# REQUIRED WORK:
From the records, return each line that has the word "board" in it.

[Dataset entries]
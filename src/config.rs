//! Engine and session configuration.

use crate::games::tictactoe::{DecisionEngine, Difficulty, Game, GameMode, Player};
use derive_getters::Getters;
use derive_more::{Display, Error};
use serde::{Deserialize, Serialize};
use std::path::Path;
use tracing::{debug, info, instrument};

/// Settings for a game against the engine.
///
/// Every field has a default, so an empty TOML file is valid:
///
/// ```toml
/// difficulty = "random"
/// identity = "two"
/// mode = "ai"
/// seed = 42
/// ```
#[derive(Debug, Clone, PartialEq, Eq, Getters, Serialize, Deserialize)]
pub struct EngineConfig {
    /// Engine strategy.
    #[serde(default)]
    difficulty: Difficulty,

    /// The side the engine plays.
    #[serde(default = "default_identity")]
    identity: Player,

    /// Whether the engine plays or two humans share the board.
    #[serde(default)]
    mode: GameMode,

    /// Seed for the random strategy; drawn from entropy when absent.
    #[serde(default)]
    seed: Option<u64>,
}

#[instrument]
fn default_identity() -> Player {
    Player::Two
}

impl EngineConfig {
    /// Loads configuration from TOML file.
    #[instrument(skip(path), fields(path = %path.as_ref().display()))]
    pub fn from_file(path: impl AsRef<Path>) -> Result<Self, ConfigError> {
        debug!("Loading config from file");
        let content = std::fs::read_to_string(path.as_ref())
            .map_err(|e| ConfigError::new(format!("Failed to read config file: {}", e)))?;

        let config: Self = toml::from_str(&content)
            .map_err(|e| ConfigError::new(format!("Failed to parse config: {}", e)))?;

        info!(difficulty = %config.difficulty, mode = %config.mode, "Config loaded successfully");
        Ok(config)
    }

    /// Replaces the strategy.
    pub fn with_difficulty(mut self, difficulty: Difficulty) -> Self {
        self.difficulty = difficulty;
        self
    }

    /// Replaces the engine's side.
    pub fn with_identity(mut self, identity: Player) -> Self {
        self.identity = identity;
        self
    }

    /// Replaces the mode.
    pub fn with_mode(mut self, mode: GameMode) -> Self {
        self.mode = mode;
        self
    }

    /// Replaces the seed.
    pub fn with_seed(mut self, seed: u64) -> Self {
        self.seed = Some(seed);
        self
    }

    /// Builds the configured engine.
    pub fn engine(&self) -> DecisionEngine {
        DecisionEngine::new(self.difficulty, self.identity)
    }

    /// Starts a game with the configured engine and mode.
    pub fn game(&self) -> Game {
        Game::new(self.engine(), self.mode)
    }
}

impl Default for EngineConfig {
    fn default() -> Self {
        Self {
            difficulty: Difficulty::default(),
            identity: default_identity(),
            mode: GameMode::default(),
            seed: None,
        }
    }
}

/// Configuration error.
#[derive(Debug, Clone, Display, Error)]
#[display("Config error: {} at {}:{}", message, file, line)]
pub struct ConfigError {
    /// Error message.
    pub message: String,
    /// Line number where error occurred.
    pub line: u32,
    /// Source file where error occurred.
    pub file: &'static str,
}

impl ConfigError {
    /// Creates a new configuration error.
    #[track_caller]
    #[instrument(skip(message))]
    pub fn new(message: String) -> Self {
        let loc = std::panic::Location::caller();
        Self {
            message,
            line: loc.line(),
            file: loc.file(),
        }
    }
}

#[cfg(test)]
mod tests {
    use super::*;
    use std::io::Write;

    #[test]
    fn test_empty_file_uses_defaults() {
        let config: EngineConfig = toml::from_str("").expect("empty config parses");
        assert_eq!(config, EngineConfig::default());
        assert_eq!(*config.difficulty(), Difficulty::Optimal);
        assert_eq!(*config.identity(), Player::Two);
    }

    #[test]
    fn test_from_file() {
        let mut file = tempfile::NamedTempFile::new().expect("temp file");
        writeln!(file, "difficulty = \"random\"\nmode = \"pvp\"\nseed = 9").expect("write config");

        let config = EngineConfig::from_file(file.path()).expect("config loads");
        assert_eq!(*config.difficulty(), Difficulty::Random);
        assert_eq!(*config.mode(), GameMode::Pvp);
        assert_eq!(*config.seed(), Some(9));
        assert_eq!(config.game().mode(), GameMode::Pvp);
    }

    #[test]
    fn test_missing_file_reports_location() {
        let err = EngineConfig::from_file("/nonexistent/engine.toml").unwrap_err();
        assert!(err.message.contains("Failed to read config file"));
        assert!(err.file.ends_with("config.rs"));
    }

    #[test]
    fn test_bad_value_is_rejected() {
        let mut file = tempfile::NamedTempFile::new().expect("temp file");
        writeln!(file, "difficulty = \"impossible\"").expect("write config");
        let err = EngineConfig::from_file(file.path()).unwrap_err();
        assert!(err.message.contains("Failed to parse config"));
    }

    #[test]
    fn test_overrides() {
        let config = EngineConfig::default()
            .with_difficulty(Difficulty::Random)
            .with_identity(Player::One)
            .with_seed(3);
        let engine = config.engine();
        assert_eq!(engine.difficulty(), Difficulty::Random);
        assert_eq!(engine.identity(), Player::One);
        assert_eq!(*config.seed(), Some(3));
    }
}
...
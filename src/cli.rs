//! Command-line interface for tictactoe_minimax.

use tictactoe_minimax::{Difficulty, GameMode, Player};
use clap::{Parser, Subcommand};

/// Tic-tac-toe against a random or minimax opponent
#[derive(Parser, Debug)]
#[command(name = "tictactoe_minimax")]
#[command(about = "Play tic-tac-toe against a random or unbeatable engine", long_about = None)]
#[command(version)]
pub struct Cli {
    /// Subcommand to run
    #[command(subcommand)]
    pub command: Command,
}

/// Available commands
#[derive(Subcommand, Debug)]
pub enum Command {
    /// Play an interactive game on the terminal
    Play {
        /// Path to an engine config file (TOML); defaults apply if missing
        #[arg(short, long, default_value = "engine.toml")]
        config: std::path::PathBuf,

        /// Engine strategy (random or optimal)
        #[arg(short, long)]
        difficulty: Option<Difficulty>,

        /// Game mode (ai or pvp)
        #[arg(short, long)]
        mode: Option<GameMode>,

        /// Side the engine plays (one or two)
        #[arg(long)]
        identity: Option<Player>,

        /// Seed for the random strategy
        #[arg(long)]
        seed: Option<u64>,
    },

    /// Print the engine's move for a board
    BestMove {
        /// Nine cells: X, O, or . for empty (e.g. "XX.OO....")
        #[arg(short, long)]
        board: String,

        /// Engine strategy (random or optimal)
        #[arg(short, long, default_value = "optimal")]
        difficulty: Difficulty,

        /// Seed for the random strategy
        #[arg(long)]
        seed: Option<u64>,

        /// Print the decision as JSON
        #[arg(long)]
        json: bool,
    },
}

# EXERCISE OUTPUT:
    /// Whether the engine plays or two humans share the board.
    /// Print the engine's move for a board
        board: String,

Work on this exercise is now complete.